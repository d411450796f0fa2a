//! CSV sink for the normalized record table.
//!
//! The table is written to a temporary sibling of the target and renamed into
//! place, so a failed run never leaves a truncated file at `path`.

use std::fs;
use std::io::BufWriter;
use std::path::{Path, PathBuf};

use thiserror::Error;
use tracing::{debug, info, instrument};

use crate::normalize::Record;

/// Column header, in output order.
pub const CSV_HEADER: [&str; 9] = [
    "PMID",
    "Title",
    "Abstract",
    "Authors",
    "Affiliation",
    "Year",
    "Keywords",
    "Journal",
    "DOI",
];

/// Errors produced while writing the output table.
#[derive(Debug, Error)]
pub enum OutputError {
    /// Filesystem error creating, writing, or renaming the file.
    #[error("I/O error writing {}: {source}", path.display())]
    Io {
        path: PathBuf,
        #[source]
        source: std::io::Error,
    },

    /// CSV encoding error.
    #[error("CSV error writing {}: {source}", path.display())]
    Csv {
        path: PathBuf,
        #[source]
        source: csv::Error,
    },
}

impl OutputError {
    fn io(path: &Path, source: std::io::Error) -> Self {
        Self::Io {
            path: path.to_path_buf(),
            source,
        }
    }

    fn csv(path: &Path, source: csv::Error) -> Self {
        Self::Csv {
            path: path.to_path_buf(),
            source,
        }
    }
}

/// Writes `records` as CSV to `path`, header first, one row per record.
///
/// Parent directories are created as needed; an existing file is replaced.
///
/// # Errors
///
/// Returns [`OutputError`] if the directory, temporary file, or final rename
/// fails, or if a row cannot be encoded.
#[instrument(skip(path, records), fields(path = %path.display(), records = records.len()))]
pub fn write_csv(path: &Path, records: &[Record]) -> Result<(), OutputError> {
    if let Some(parent) = path.parent().filter(|p| !p.as_os_str().is_empty()) {
        fs::create_dir_all(parent).map_err(|e| OutputError::io(parent, e))?;
    }

    let temp_path = temp_sibling(path);
    if let Err(err) = write_rows(&temp_path, records) {
        // Best-effort cleanup of the partial file.
        let _ = fs::remove_file(&temp_path);
        return Err(err);
    }
    debug!(temp = %temp_path.display(), "table written, moving into place");

    if let Err(err) = fs::rename(&temp_path, path) {
        let _ = fs::remove_file(&temp_path);
        return Err(OutputError::io(path, err));
    }
    info!("output table saved");
    Ok(())
}

fn write_rows(temp_path: &Path, records: &[Record]) -> Result<(), OutputError> {
    let file = fs::File::create(temp_path).map_err(|e| OutputError::io(temp_path, e))?;
    let mut writer = csv::WriterBuilder::new()
        .has_headers(false)
        .from_writer(BufWriter::new(file));

    writer
        .write_record(CSV_HEADER)
        .map_err(|e| OutputError::csv(temp_path, e))?;
    for record in records {
        writer
            .serialize(record.to_row())
            .map_err(|e| OutputError::csv(temp_path, e))?;
    }
    writer.flush().map_err(|e| OutputError::io(temp_path, e))
}

/// `dir/name.csv` → `dir/.name.csv.tmp`
fn temp_sibling(path: &Path) -> PathBuf {
    let name = path
        .file_name()
        .map_or_else(|| "output".into(), |n| n.to_string_lossy().into_owned());
    path.with_file_name(format!(".{name}.tmp"))
}

#[cfg(test)]
#[allow(clippy::unwrap_used)]
mod tests {
    use super::*;
    use tempfile::TempDir;

    fn sample() -> Record {
        Record {
            pmid: "31415926".into(),
            title: "Commas, \"quotes\" and\nnewlines".into(),
            abstract_text: "Background. Methods.".into(),
            authors: vec!["Jane Doe".into(), "John Roe".into()],
            affiliations: vec!["Dept A".into(), "Dept B".into()],
            year: "2021".into(),
            keywords: vec!["asthma".into()],
            journal: "Journal of Examples".into(),
            doi: "10.1/x".into(),
        }
    }

    fn read_back(path: &Path) -> (Vec<String>, Vec<Vec<String>>) {
        let mut reader = csv::Reader::from_path(path).unwrap();
        let header = reader.headers().unwrap().iter().map(str::to_string).collect();
        let rows = reader
            .records()
            .map(|r| r.unwrap().iter().map(str::to_string).collect())
            .collect();
        (header, rows)
    }

    #[test]
    fn test_write_csv_header_and_joined_row() {
        let dir = TempDir::new().unwrap();
        let path = dir.path().join("output.csv");

        write_csv(&path, &[sample()]).unwrap();

        let (header, rows) = read_back(&path);
        assert_eq!(header, CSV_HEADER);
        assert_eq!(rows.len(), 1);
        assert_eq!(
            rows[0],
            vec![
                "31415926",
                "Commas, \"quotes\" and\nnewlines",
                "Background. Methods.",
                "Jane Doe, John Roe",
                "Dept A; Dept B",
                "2021",
                "asthma",
                "Journal of Examples",
                "10.1/x",
            ]
        );
    }

    #[test]
    fn test_write_csv_empty_table_has_header_only() {
        let dir = TempDir::new().unwrap();
        let path = dir.path().join("output.csv");

        write_csv(&path, &[]).unwrap();

        let content = fs::read_to_string(&path).unwrap();
        assert_eq!(
            content,
            "PMID,Title,Abstract,Authors,Affiliation,Year,Keywords,Journal,DOI\n"
        );
    }

    #[test]
    fn test_write_csv_creates_parent_directories() {
        let dir = TempDir::new().unwrap();
        let path = dir.path().join("upload_data").join("nested").join("output.csv");

        write_csv(&path, &[Record::default()]).unwrap();

        let (_, rows) = read_back(&path);
        assert_eq!(rows, vec![vec![String::new(); 9]]);
    }

    #[test]
    fn test_write_csv_replaces_existing_file_and_leaves_no_temp() {
        let dir = TempDir::new().unwrap();
        let path = dir.path().join("output.csv");
        fs::write(&path, "stale").unwrap();

        write_csv(&path, &[sample()]).unwrap();

        let (_, rows) = read_back(&path);
        assert_eq!(rows.len(), 1);
        let leftovers: Vec<_> = fs::read_dir(dir.path())
            .unwrap()
            .map(|e| e.unwrap().file_name())
            .collect();
        assert_eq!(leftovers, vec![std::ffi::OsString::from("output.csv")]);
    }

    #[test]
    fn test_write_csv_parent_is_a_file_is_io_error() {
        let dir = TempDir::new().unwrap();
        let blocker = dir.path().join("blocker");
        fs::write(&blocker, "not a directory").unwrap();
        let path = blocker.join("output.csv");

        let err = write_csv(&path, &[]).unwrap_err();

        assert!(matches!(err, OutputError::Io { .. }));
        assert!(err.to_string().contains("blocker"));
    }

    #[test]
    fn test_temp_sibling_is_hidden_in_same_directory() {
        assert_eq!(
            temp_sibling(Path::new("upload_data/output.csv")),
            PathBuf::from("upload_data/.output.csv.tmp")
        );
    }
}
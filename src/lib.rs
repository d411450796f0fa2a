//! Harvester Core Library
//!
//! This library provides the batch retrieval engine behind the
//! `pubmed-harvester` tool, which pulls PubMed records through the NCBI
//! E-utilities search/fetch protocol and flattens them into a fixed-width table.
//!
//! # Architecture
//!
//! The library is organized into the following modules:
//! - [`config`] - Run settings and provider-policy defaults
//! - [`window`] - Provider access window (weekends and nights, provider local time)
//! - [`eutils`] - E-utilities transport and the search-handle resolver
//! - [`fetch`] - Paced, retrying page fetcher over a result-set handle
//! - [`normalize`] - `PubmedArticle` XML to [`Record`] normalization
//! - [`output`] - CSV sink for the final record table
//! - [`progress`] - Progress events and the terminal renderer
//! - [`pipeline`] - The gate → search → fetch → normalize run

// Clippy lints - strict for library code
#![deny(clippy::unwrap_used)]
#![deny(clippy::expect_used)]
#![warn(clippy::pedantic)]
#![allow(clippy::module_name_repetitions)]

pub mod config;
pub mod eutils;
pub mod fetch;
pub mod normalize;
pub mod output;
pub mod pipeline;
pub mod progress;
pub mod window;

mod user_agent;

// Re-export commonly used types
pub use config::HarvestConfig;
pub use eutils::{Eutils, EutilsClient, SearchError, SearchHandle, TransportError};
pub use fetch::{BatchFetcher, FetchError, RawPage, RetryDecision, RetryPolicy};
pub use normalize::{ParseError, Record, RecordNormalizer, normalize};
pub use output::{OutputError, write_csv};
pub use pipeline::{HarvestError, HarvestOutcome, Harvester};
pub use progress::{NoProgress, ProgressSink, TerminalProgress};
pub use window::AccessWindow;
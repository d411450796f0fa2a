//! Error type for page normalization.

use thiserror::Error;

/// A page body is not well-formed XML; the run is aborted.
#[derive(Debug, Error)]
pub enum ParseError {
    /// The XML reader rejected the document.
    #[error("malformed XML in page at offset {offset}: {source}")]
    Xml {
        /// `retstart` of the offending page.
        offset: usize,
        /// The underlying reader error.
        #[source]
        source: quick_xml::Error,
    },

    /// The document parsed but is not a single well-formed element tree.
    #[error("malformed XML in page at offset {offset}: {reason}")]
    Structure {
        /// `retstart` of the offending page.
        offset: usize,
        /// What is wrong with the document.
        reason: String,
    },
}

impl ParseError {
    /// Offset of the page that could not be parsed.
    #[must_use]
    pub fn offset(&self) -> usize {
        match self {
            Self::Xml { offset, .. } | Self::Structure { offset, .. } => *offset,
        }
    }
}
++++
Only certain lines are wanted. Please return exactly those from the top of the data through the line with "pub enum OutputError".

WORKED SOLUTION
repository d411450796f0fa2a
//! CSV sink for the normalized record table.
//!
//! The table is written to a temporary sibling of the target and renamed into
//! place, so a failed run never leaves a truncated file at `path`.

use std::fs;
use std::io::BufWriter;
use std::path::{Path, PathBuf};

use thiserror::Error;
use tracing::{debug, info, instrument};

use crate::normalize::Record;

/// Column header, in output order.
pub const CSV_HEADER: [&str; 9] = [
    "PMID",
    "Title",
    "Abstract",
    "Authors",
    "Affiliation",
    "Year",
    "Keywords",
    "Journal",
    "DOI",
];

/// Errors produced while writing the output table.
#[derive(Debug, Error)]
pub enum OutputError {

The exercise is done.